Monday’s Bullish Trading
Eldorado Gold (EGO) options are busy for a third day. Thursday’s activity in the Vancouver-based gold miner was focused on Apr and May 10 calls. It created 5,547 contracts of new open interest in the calls on the stock (compared to +217 puts). Friday’s flow surged to 55,000 calls and 3,800 puts traded in EGO. It was heavily concentrated in July 10 calls. More than 47K contracts changed hands and it created about 27K in new open interest. EGO closed off 15 cents to $9.61 today and options volume is 4X the daily average after 19,000 calls and 2,500 puts traded on the stock. July 10, May 10, October 12, and October 13 calls are the most actives. And there is still no obvious news on EGO to explain the recent flurry of options activity.

Bullish trading was also seen in IAMgold (IAG), Veco Instruments (VECO), and Centerpoint Energy (CNP).

 

Monday’s Bearish Trading
Bank of America (BAC) May 11 puts are the day’s most actively traded equity options contract. Shares finished down 16 cents to $12.40. Meanwhile, volume in May 11 puts on BAC, which are 10.9 percent out-of-the-money and expiring in 53 days, is approaching 80,000 contracts. Most of those puts traded in one big block of 73,590 contracts for 14 cents when the market was 13 to 14 cents. A large shareholder might have initiated a put purchase to help hedge or protect a stock position after the 9.9 percent month-to-date advance in the stock. Weekly 12.5 puts (expiring 3/28) are the second most actives in BAC today. More than 20K traded. Total volume is almost evenly split, however, with more than 198K call and 195K puts traded in the bank today.

Bearish trading was also seen in Curis (CRIS), Emerson Electric (EMR), and LiveNation (LVY).

 

Index Recap
It was another busy day in the CBOE Volatility Index (.VIX) options trading pit on the Chicago Board Options Exchange. The index hit a morning low of 12.39 and is now up .17 to 13.74. Over 619,000 calls and 141,000 puts traded on VIX. Early options trades on the index, when it was still south of 13, was a VIX April 20 ? 25 call spread at 20 cents, 100000X. The investor sold the spread (selling 100K 20s and buying 100K 25s), according to a source near the VIX trading pit.

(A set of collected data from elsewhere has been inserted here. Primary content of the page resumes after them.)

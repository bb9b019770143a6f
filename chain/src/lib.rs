pub mod config;
pub mod metadata;

pub use config::ChainId;
pub use metadata::{
    init_metadata, ChainMetadata, FileMetadataStore, MemoryMetadataStore, MetadataError,
    MetadataStore,
};
use containers::SignedOrder;
use serde::{Deserialize, Serialize};
use serde_json::Value;
use sha2::{Digest, Sha256};
use std::fmt;
use std::sync::Arc;
use tracing::debug;

use crate::canonical;
use crate::compile::{compile, compile_str};
use crate::constraint::Constraint;
use crate::error::FilterError;

const FINGERPRINT_DOMAIN: &[u8] = b"ordersync:filter:v1:";

/// Identity token of a compiled filter, as lowercase hex.
#[derive(Clone, Debug, PartialEq, Eq, Hash, PartialOrd, Ord, Serialize, Deserialize)]
#[serde(transparent)]
pub struct FilterFingerprint(String);

impl FilterFingerprint {
    fn of(canonical: &str) -> Self {
        let mut hasher = Sha256::new();
        hasher.update(FINGERPRINT_DOMAIN);
        hasher.update(canonical.as_bytes());
        Self(hex::encode(hasher.finalize()))
    }

    pub fn as_str(&self) -> &str {
        &self.0
    }
}

impl fmt::Display for FilterFingerprint {
    fn fmt(&self, f: &mut fmt::Formatter<'_>) -> fmt::Result {
        f.write_str(&self.0)
    }
}

/// A compiled, immutable order interest filter.
///
/// Cloning is cheap; the constraint tree is shared.
#[derive(Clone, Debug)]
pub struct OrderFilter {
    constraint: Arc<Constraint>,
    encoded: String,
    fingerprint: FilterFingerprint,
}

impl OrderFilter {
    /// Compiles filter configuration text. `{}` accepts every order.
    pub fn compile(config: &str) -> Result<Self, FilterError> {
        Ok(Self::from_constraint(compile_str(config)?))
    }

    pub fn from_value(config: &Value) -> Result<Self, FilterError> {
        Ok(Self::from_constraint(compile(config)?))
    }

    pub fn accept_all() -> Self {
        Self::from_constraint(Constraint::accept_all())
    }

    fn from_constraint(constraint: Constraint) -> Self {
        let encoded = canonical::to_string(&canonical::to_value(&constraint));
        let fingerprint = FilterFingerprint::of(&encoded);
        debug!(%fingerprint, filter = %encoded, "Compiled order filter");
        Self {
            constraint: Arc::new(constraint),
            encoded,
            fingerprint,
        }
    }

    pub fn match_order(&self, order: &SignedOrder) -> Result<bool, FilterError> {
        if self.constraint.is_accept_all() {
            return Ok(true);
        }
        let value = order.to_json_value().map_err(|err| FilterError::Evaluation {
            reason: err.to_string(),
        })?;
        Ok(self.constraint.evaluate(&value))
    }

    pub fn match_json(&self, value: &Value) -> bool {
        self.constraint.evaluate(value)
    }

    pub fn fingerprint(&self) -> &FilterFingerprint {
        &self.fingerprint
    }

    /// Canonical configuration text of this filter.
    pub fn encoded(&self) -> &str {
        &self.encoded
    }

    pub fn constraint(&self) -> &Constraint {
        &self.constraint
    }

    pub fn is_accept_all(&self) -> bool {
        self.constraint.is_accept_all()
    }
}

impl PartialEq for OrderFilter {
    fn eq(&self, other: &Self) -> bool {
        self.fingerprint == other.fingerprint
    }
}

impl Eq for OrderFilter {}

The activity was probably closing, as the same spread was bought for 28 cents, 100000X, to open on Friday. That is, the investor had bought the spread, maybe to hedge the risk of a volatility spike this week, but then closed the spread when the headlines over the weekend proved less dire than feared.

 

Analyzing the ETF Market
SPDR Oil and Production Fund (XOP) dropped 23 cents to $60.17 and a 41,380-contract block of June 52 puts trades on the ETF at 69 cents per contract when the market was 68 to 71 cents. Open interest in those puts is 56,234 and the largest block of OI in the ETF. So, today’s activity is possibly closing. Separately, an April 52 ? 58 put spread trades on XOP for 32 cents, 5000X. An investor bought the spread (bought 58s and sold 55s), according to a source on the exchange floor. The spread appears to be a new position and, if so, targeting a move lower in the energy sector over the next few weeks ? maybe to help hedge a portfolio of energy names. 54,000 puts and 5,350 calls trade in XOP today, a ratio of more than ten-to-one.